The Gold Standard of Behaviour Change: Understanding COM-B

The Gold Standard of Behaviour Change: Understanding COM-B

behaviour change capability com-b habit formation healthy habits high performance habits motivation success wellbeing Nov 28, 2025

Author: Joe Gaunt, Health Psychologist & Founder of Health Labs HQ

Behaviour change research has advanced significantly in recent years, and one of the most respected, evidence-based frameworks to emerge is the COM-B model (Capability, Opportunity, Motivation; Michie et al., 2011; 2014). This model proposes that any behaviour is the result of the interaction between these three factors. When one is lacking, the behaviour becomes harder; when all three are aligned, meaningful change becomes far more likely.

In other words, behaviour isn’t just about willpower. It’s about whether we can, whether our environment allows it, and whether we want to - and these levers can be adjusted to heighten our chances of success.

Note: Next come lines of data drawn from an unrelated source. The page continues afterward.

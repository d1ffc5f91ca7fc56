//! Module resolution for import specifiers.
//!
//! Turns a module specifier into an absolute file path. Relative and
//! absolute specifiers resolve directly against the importing directory;
//! bare specifiers are searched through `modules/` directories walking from
//! the importing directory toward the filesystem root.

use crate::paths::absolutize;
use anyhow::{Result, bail};
use async_trait::async_trait;
use std::path::{Path, PathBuf};

/// Default directory name searched for bare module specifiers.
pub const DEFAULT_SEARCH_DIR: &str = "modules";

/// Host seam turning a module specifier into an absolute file path.
#[async_trait]
pub trait ModuleResolver: Send + Sync {
    /// Resolve `specifier` starting from `base_dir`; fails if unresolvable.
    async fn resolve(&self, specifier: &str, base_dir: &Path) -> Result<PathBuf>;
}

/// Filesystem-backed module resolver.
pub struct FsModuleResolver {
    search_dir: String,
}

impl FsModuleResolver {
    pub fn new() -> Self {
        Self {
            search_dir: DEFAULT_SEARCH_DIR.to_string(),
        }
    }

    /// Override the directory name searched for bare specifiers.
    pub fn with_search_dir(mut self, name: impl Into<String>) -> Self {
        self.search_dir = name.into();
        self
    }
}

impl Default for FsModuleResolver {
    fn default() -> Self {
        Self::new()
    }
}

#[async_trait]
impl ModuleResolver for FsModuleResolver {
    async fn resolve(&self, specifier: &str, base_dir: &Path) -> Result<PathBuf> {
        let spec_path = Path::new(specifier);

        // Direct hit relative to the importing directory (or absolute).
        let direct = absolutize(spec_path, base_dir);
        if probe_file(&direct).await {
            return Ok(direct);
        }

        // Bare specifier: walk ancestors probing <ancestor>/<search_dir>/<specifier>.
        if !spec_path.is_absolute() {
            for ancestor in base_dir.ancestors() {
                let candidate = ancestor.join(&self.search_dir).join(spec_path);
                if probe_file(&candidate).await {
                    return Ok(absolutize(&candidate, base_dir));
                }
            }
        }

        bail!(
            "cannot resolve module \"{specifier}\" from {}",
            base_dir.display()
        )
    }
}

/// Existence probe; any I/O failure counts as non-existence.
async fn probe_file(path: &Path) -> bool {
    tokio::fs::metadata(path)
        .await
        .map(|meta| meta.is_file())
        .unwrap_or(false)
}

#[cfg(test)]
mod tests {
    use super::*;
    use tempfile::TempDir;

    #[tokio::test]
    async fn test_relative_specifier_resolves_against_base_dir() {
        let temp = TempDir::new().unwrap();
        let base = temp.path().join("fragments/a");
        std::fs::create_dir_all(&base).unwrap();
        std::fs::write(base.join("extra.yml"), "custom: {}").unwrap();

        let resolver = FsModuleResolver::new();
        let resolved = resolver.resolve("extra.yml", &base).await.unwrap();
        assert!(resolved.ends_with("fragments/a/extra.yml"));
    }

    #[tokio::test]
    async fn test_bare_specifier_walks_ancestors() {
        let temp = TempDir::new().unwrap();
        let base = temp.path().join("fragments/a/deep");
        let module_dir = temp.path().join("modules/shared");
        std::fs::create_dir_all(&base).unwrap();
        std::fs::create_dir_all(&module_dir).unwrap();
        std::fs::write(module_dir.join("serverless.yml"), "custom: {}").unwrap();

        let resolver = FsModuleResolver::new();
        let resolved = resolver
            .resolve("shared/serverless.yml", &base)
            .await
            .unwrap();
        assert!(resolved.ends_with("modules/shared/serverless.yml"));
    }

    #[tokio::test]
    async fn test_unresolvable_specifier_fails() {
        let temp = TempDir::new().unwrap();
        let resolver = FsModuleResolver::new();
        let result = resolver.resolve("missing/serverless.yml", temp.path()).await;
        assert!(result.is_err());
    }

    #[tokio::test]
    async fn test_custom_search_dir() {
        let temp = TempDir::new().unwrap();
        let vendor_dir = temp.path().join("vendor/pkg");
        std::fs::create_dir_all(&vendor_dir).unwrap();
        std::fs::write(vendor_dir.join("serverless.yml"), "custom: {}").unwrap();

        let resolver = FsModuleResolver::new().with_search_dir("vendor");
        let resolved = resolver
            .resolve("pkg/serverless.yml", temp.path())
            .await
            .unwrap();
        assert!(resolved.ends_with("vendor/pkg/serverless.yml"));
    }

    #[tokio::test]
    async fn test_directory_does_not_resolve_as_module() {
        let temp = TempDir::new().unwrap();
        let dir = temp.path().join("fragments/a");
        std::fs::create_dir_all(&dir).unwrap();

        let resolver = FsModuleResolver::new();
        let result = resolver.resolve("fragments/a", temp.path()).await;
        assert!(result.is_err());
    }
}
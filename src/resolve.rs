//! Import path resolution.
//!
//! Turns a raw import string into one concrete, existing file, trying in
//! order:
//! 1. A literal config file (recognized extension) relative to the
//!    invocation directory, falling back to module resolution
//! 2. An existing directory, probed for `<basename>.<ext>` per extension
//! 3. Module resolution of `<raw>/<basename>.<ext>` per extension
//!
//! Failed candidates are collected in attempt order and surfaced in the
//! resolution error. I/O failures during probing (permissions included)
//! count as non-existence; only the final error is visible.

use crate::error::{ImportError, ImportResult};
use crate::modules::ModuleResolver;
use crate::paths::absolutize;
use crate::types::{CONFIG_EXTENSIONS, DEFAULT_BASENAME};
use std::path::{Path, PathBuf};
use tracing::debug;

/// Resolves raw import strings to concrete existing files.
pub struct PathResolver {
    invocation_dir: PathBuf,
    basename: String,
}

impl PathResolver {
    /// Create a resolver rooted at the process invocation directory.
    pub fn new(invocation_dir: impl Into<PathBuf>) -> Self {
        Self {
            invocation_dir: invocation_dir.into(),
            basename: DEFAULT_BASENAME.to_string(),
        }
    }

    /// Override the probed config basename.
    pub fn with_basename(mut self, basename: impl Into<String>) -> Self {
        self.basename = basename.into();
        self
    }

    /// Resolve `raw` to an absolute existing file path.
    ///
    /// `base_dir` is the directory the declaring document lives in; module
    /// resolution starts there, literal and directory probes are rooted at
    /// the invocation directory.
    pub async fn resolve(
        &self,
        raw: &str,
        base_dir: &Path,
        modules: &dyn ModuleResolver,
    ) -> ImportResult<PathBuf> {
        let mut attempted: Vec<String> = Vec::new();

        // 1. Recognized extension: literal file, then module resolution.
        if has_config_extension(raw) {
            let literal = absolutize(Path::new(raw), &self.invocation_dir);
            if probe_file(&literal).await {
                return Ok(literal);
            }
            attempted.push(literal.display().to_string());

            match modules.resolve(raw, base_dir).await {
                Ok(path) => return Ok(path),
                Err(err) => {
                    debug!("module resolution of {raw} failed: {err:#}");
                    attempted.push(raw.to_string());
                }
            }
            return Err(self.unresolved(raw, attempted));
        }

        // 2. Existing directory: probe <dir>/<basename>.<ext> in order.
        let dir = absolutize(Path::new(raw), &self.invocation_dir);
        if probe_dir(&dir).await {
            for ext in CONFIG_EXTENSIONS {
                let candidate = dir.join(format!("{}.{ext}", self.basename));
                if probe_file(&candidate).await {
                    return Ok(candidate);
                }
                attempted.push(candidate.display().to_string());
            }
            return Err(self.unresolved(raw, attempted));
        }

        // 3. Bare specifier: module resolution of <raw>/<basename>.<ext>.
        for ext in CONFIG_EXTENSIONS {
            let specifier = format!("{raw}/{}.{ext}", self.basename);
            match modules.resolve(&specifier, base_dir).await {
                Ok(path) => return Ok(path),
                Err(err) => {
                    debug!("module resolution of {specifier} failed: {err:#}");
                    attempted.push(specifier);
                }
            }
        }
        Err(self.unresolved(raw, attempted))
    }

    fn unresolved(&self, raw: &str, attempted: Vec<String>) -> ImportError {
        ImportError::Resolution {
            raw: raw.to_string(),
            attempted,
        }
    }
}

/// Whether the raw path ends in a recognized config extension.
fn has_config_extension(raw: &str) -> bool {
    Path::new(raw)
        .extension()
        .and_then(|ext| ext.to_str())
        .is_some_and(|ext| CONFIG_EXTENSIONS.contains(&ext))
}

/// Existence probe; any I/O failure counts as non-existence.
async fn probe_file(path: &Path) -> bool {
    tokio::fs::metadata(path)
        .await
        .map(|meta| meta.is_file())
        .unwrap_or(false)
}

async fn probe_dir(path: &Path) -> bool {
    tokio::fs::metadata(path)
        .await
        .map(|meta| meta.is_dir())
        .unwrap_or(false)
}
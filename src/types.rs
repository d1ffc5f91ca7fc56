//! Core document-model types for the import engine.
//!
//! Documents are plain `serde_json::Value` trees; YAML sources are parsed
//! straight into that shape, so YAML and JSON content merge uniformly.

use serde::Deserialize;
use serde_json::{Map, Value};
use std::path::Path;

/// Recognized config file extensions, in resolution-priority order.
///
/// The enumeration order is load-bearing: directory and module probes try
/// each extension in this order and the first hit wins.
pub const CONFIG_EXTENSIONS: [&str; 3] = ["yml", "yaml", "js"];

/// Extension marking an executable (factory) fragment.
pub const FACTORY_EXTENSION: &str = "js";

/// Default basename probed for directory and bare-specifier imports.
pub const DEFAULT_BASENAME: &str = "serverless";

/// Reserved variable name replaced with the fragment's import directory.
pub const DIRNAME_VARIABLE: &str = "dirname";

/// A single import declaration read from a document's `custom.import` field.
#[derive(Debug, Clone, PartialEq, Deserialize)]
#[serde(untagged)]
pub enum ImportDeclaration {
    /// Bare module or path string.
    Path(String),
    /// Structured record carrying inputs for an executable fragment.
    Detailed {
        module: String,
        #[serde(default)]
        inputs: Map<String, Value>,
    },
}

impl ImportDeclaration {
    /// The module/path string of this declaration.
    pub fn module(&self) -> &str {
        match self {
            ImportDeclaration::Path(module) => module,
            ImportDeclaration::Detailed { module, .. } => module,
        }
    }

    /// Inputs handed to an executable fragment's factory; empty when the
    /// declaration supplied none.
    pub fn inputs(&self) -> Map<String, Value> {
        match self {
            ImportDeclaration::Path(_) => Map::new(),
            ImportDeclaration::Detailed { inputs, .. } => inputs.clone(),
        }
    }
}

/// Read the import declarations of a document.
///
/// `custom.import` may be absent, a single declaration, or an ordered
/// sequence of declarations; absent or empty means zero imports. Entries
/// that are neither strings nor `{module, inputs}` records are ignored.
pub fn declarations_of(document: &Value) -> Vec<ImportDeclaration> {
    let Some(field) = document.get("custom").and_then(|custom| custom.get("import")) else {
        return Vec::new();
    };

    match field {
        Value::Null => Vec::new(),
        Value::Array(items) => items.iter().filter_map(parse_declaration).collect(),
        single => parse_declaration(single).into_iter().collect(),
    }
}

fn parse_declaration(value: &Value) -> Option<ImportDeclaration> {
    serde_json::from_value::<ImportDeclaration>(value.clone())
        .ok()
        .filter(|declaration| !declaration.module().is_empty())
}

/// Loading variant of a resolved fragment, tagged by extension.
#[derive(Debug, Clone, Copy, PartialEq, Eq)]
pub enum FragmentSource {
    /// Static structured-data document (`.yml` / `.yaml`).
    Data,
    /// Executable factory producing the document (`.js`).
    Factory,
}

impl FragmentSource {
    /// Variant for a resolved path, decided by its extension.
    pub fn of(path: &Path) -> Self {
        match path.extension().and_then(|ext| ext.to_str()) {
            Some(ext) if ext == FACTORY_EXTENSION => FragmentSource::Factory,
            _ => FragmentSource::Data,
        }
    }
}
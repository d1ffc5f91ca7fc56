//! Fragment loading.
//!
//! A resolved import is one of two variants, tagged by extension:
//! - Data (`.yml` / `.yaml`): read and parsed as a structured document
//! - Factory (`.js`): a host-registered factory invoked with the
//!   declaration's inputs; its return value is the fragment
//!
//! Either way a load failure wraps the underlying cause and names the
//! resolved path.

use crate::error::{ImportError, ImportResult};
use crate::types::FragmentSource;
use anyhow::{Context, Result, bail};
use async_trait::async_trait;
use serde_json::{Map, Value};
use std::collections::HashMap;
use std::path::{Path, PathBuf};

/// Boxed factory function producing a fragment from inputs.
pub type FragmentFactory = Box<dyn Fn(&Map<String, Value>) -> Result<Value> + Send + Sync>;

/// Host seam producing documents for factory fragments.
#[async_trait]
pub trait FactoryResolver: Send + Sync {
    /// Invoke the factory behind `path` with `inputs`.
    async fn invoke(&self, path: &Path, inputs: &Map<String, Value>) -> Result<Value>;
}

/// Factory registry keyed by resolved absolute path.
///
/// Suits hosts that compile their executable fragments ahead of time;
/// tests register closures here.
#[derive(Default)]
pub struct StaticFactories {
    factories: HashMap<PathBuf, FragmentFactory>,
}

impl StaticFactories {
    pub fn new() -> Self {
        Self::default()
    }

    /// Register a factory for a fragment path.
    pub fn register<F>(&mut self, path: impl Into<PathBuf>, factory: F)
    where
        F: Fn(&Map<String, Value>) -> Result<Value> + Send + Sync + 'static,
    {
        self.factories.insert(path.into(), Box::new(factory));
    }
}

#[async_trait]
impl FactoryResolver for StaticFactories {
    async fn invoke(&self, path: &Path, inputs: &Map<String, Value>) -> Result<Value> {
        match self.factories.get(path) {
            Some(factory) => factory(inputs),
            None => bail!("no factory registered for {}", path.display()),
        }
    }
}

/// Load a resolved fragment in its extension-tagged variant.
pub async fn load_fragment(
    path: &Path,
    inputs: &Map<String, Value>,
    factories: &dyn FactoryResolver,
) -> ImportResult<Value> {
    let loaded = match FragmentSource::of(path) {
        FragmentSource::Factory => factories.invoke(path, inputs).await,
        FragmentSource::Data => read_document(path).await,
    };

    loaded.map_err(|source| ImportError::Load {
        path: path.to_path_buf(),
        source,
    })
}

/// Read and parse a static data fragment.
async fn read_document(path: &Path) -> Result<Value> {
    let content = tokio::fs::read_to_string(path)
        .await
        .context("reading config file")?;
    serde_yaml::from_str::<Value>(&content).context("parsing config file")
}

#[cfg(test)]
mod tests {
    use super::*;
    use serde_json::json;
    use tempfile::TempDir;

    #[tokio::test]
    async fn test_load_yaml_fragment() {
        let temp = TempDir::new().unwrap();
        let path = temp.path().join("serverless.yml");
        std::fs::write(&path, "custom:\n  foo: 1\nplugins:\n  - extra\n").unwrap();

        let fragment = load_fragment(&path, &Map::new(), &StaticFactories::new())
            .await
            .unwrap();
        assert_eq!(fragment["custom"]["foo"], json!(1));
        assert_eq!(fragment["plugins"], json!(["extra"]));
    }

    #[tokio::test]
    async fn test_load_parse_error_names_path() {
        let temp = TempDir::new().unwrap();
        let path = temp.path().join("serverless.yml");
        std::fs::write(&path, "custom: [unbalanced").unwrap();

        let err = load_fragment(&path, &Map::new(), &StaticFactories::new())
            .await
            .unwrap_err();
        assert!(matches!(err, ImportError::Load { .. }));
        assert!(err.to_string().contains("serverless.yml"));
    }

    #[tokio::test]
    async fn test_factory_fragment_receives_inputs() {
        let temp = TempDir::new().unwrap();
        let path = temp.path().join("serverless.js");
        std::fs::write(&path, "// compiled separately").unwrap();

        let mut factories = StaticFactories::new();
        factories.register(&path, |inputs: &Map<String, Value>| {
            let answer = inputs.get("answer").cloned().unwrap_or(Value::Null);
            Ok(json!({"custom": {"answer": answer}}))
        });

        let mut inputs = Map::new();
        inputs.insert("answer".to_string(), json!(42));
        let fragment = load_fragment(&path, &inputs, &factories).await.unwrap();
        assert_eq!(fragment["custom"]["answer"], json!(42));
    }

    #[tokio::test]
    async fn test_factory_missing_is_load_error() {
        let temp = TempDir::new().unwrap();
        let path = temp.path().join("serverless.js");
        std::fs::write(&path, "// no factory registered").unwrap();

        let err = load_fragment(&path, &Map::new(), &StaticFactories::new())
            .await
            .unwrap_err();
        assert!(matches!(err, ImportError::Load { .. }));
    }

    #[tokio::test]
    async fn test_factory_error_is_load_error() {
        let temp = TempDir::new().unwrap();
        let path = temp.path().join("serverless.js");
        std::fs::write(&path, "// factory that fails").unwrap();

        let mut factories = StaticFactories::new();
        factories.register(&path, |_: &Map<String, Value>| -> Result<Value> {
            bail!("boom")
        });

        let err = load_fragment(&path, &Map::new(), &factories).await.unwrap_err();
        assert!(err.to_string().contains("boom"));
    }
}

1. Capability: Skills, Knowledge and Physical Ability

Capability refers to our psychological and physical capacity to perform a behaviour. Psychologically, this includes our knowledge, understanding, and cognitive skills. Physically, it includes strength, stamina, or practical ability.

Take nutrition, for example:
If your goal is to improve dietary habits, having a solid grasp of energy balance, portion sizes, or food labels increases your likelihood of success. Without this foundational knowledge, even strong motivation can fizzle out, because you don’t know what to change or how to do it consistently.

How to boost Capability

  • Make learning accessible: use podcasts during commutes, short videos, or reliable written summaries.
  • Focus on small, manageable skills first (e.g., mastering breakfast, learning two quick high-protein meals).
  • Use spaced learning: revisit a concept repeatedly, in short bursts, to embed it more deeply. Research shows this significantly improves retention.

2. Opportunity: The Environment That Enables Action

Opportunity includes both physical opportunity (time, resources, access) and social opportunity (support, cultural norms). You may have the skills and the desire - but if your environment isn’t set up for the behaviour, progress will be slow and frustrating.

For example, if your goal is regular gym attendance:
Is there a gym nearby? Does it fit your schedule? Do you have childcare? Do work demands spike at certain hours? Can you afford additional support such as classes or a coach?

Even perceived friction can derail follow-through. Behavioural science shows that reducing friction (e.g., lowering time cost, simplifying steps) dramatically increases the likelihood of action.

How to shape Opportunity

  • Set up systems that bypass obstacles: pack gym kit the night before, keep it in your car, or prepare food ahead of time.
  • Adjust your environment so the desired behaviour becomes the easiest choice (e.g., keeping healthy foods visible, laying out running shoes by the door).
  • Build supportive social opportunity: train with a friend, join a group, or share progress with someone you trust.

3. Motivation: The Desire to Act - and Why It’s the Most Volatile Variable

Motivation includes both reflective processes (intentions, plans, values) and automatic processes (habits, emotional responses). Importantly, motivation is fluid. Some days it’s high, other days life feels heavy, and enthusiasm drops.

This is why relying on motivation alone is a fragile strategy. When it’s high, ride the wave - but use these moments to strengthen your systems for when motivation dips.

How to support Motivation without depending on it

  • When motivation is high: push forward, bank some early wins, and set up your systems for future challenges.
  • When motivation is low: adopt a “just show up” mindset. Do the minimum viable version - the NATS principle (“Not As Tough as Simulated”) from The Journal reminds us that the anticipation of difficulty is usually far worse than the task itself.
  • Remember: going light is still going. You maintain the habit, keep the identity intact, and reduce the psychological cost of the next session.

Behaviour Change Takes Time - Don’t Quit Early

It’s normal for attempts to feel messy at first. Behaviour change often demands a concentrated effort initially as we build new neural pathways, routines, and environmental structures. Progress isn’t linear; lapses aren’t failure - they’re data. The COM-B model encourages us to explore which part of the system needs attention, rather than assuming we’re “not motivated enough”.


 

References:

Michie, S., Atkins, L., & West, R. (2014). The behaviour change wheel: A guide to designing interventions. Silverback Publishing.

Michie, S., van Stralen, M. M., & West, R. (2011). The behaviour change wheel: A new method for characterising and designing behaviour change interventions. Implementation Science, 6(1), 42.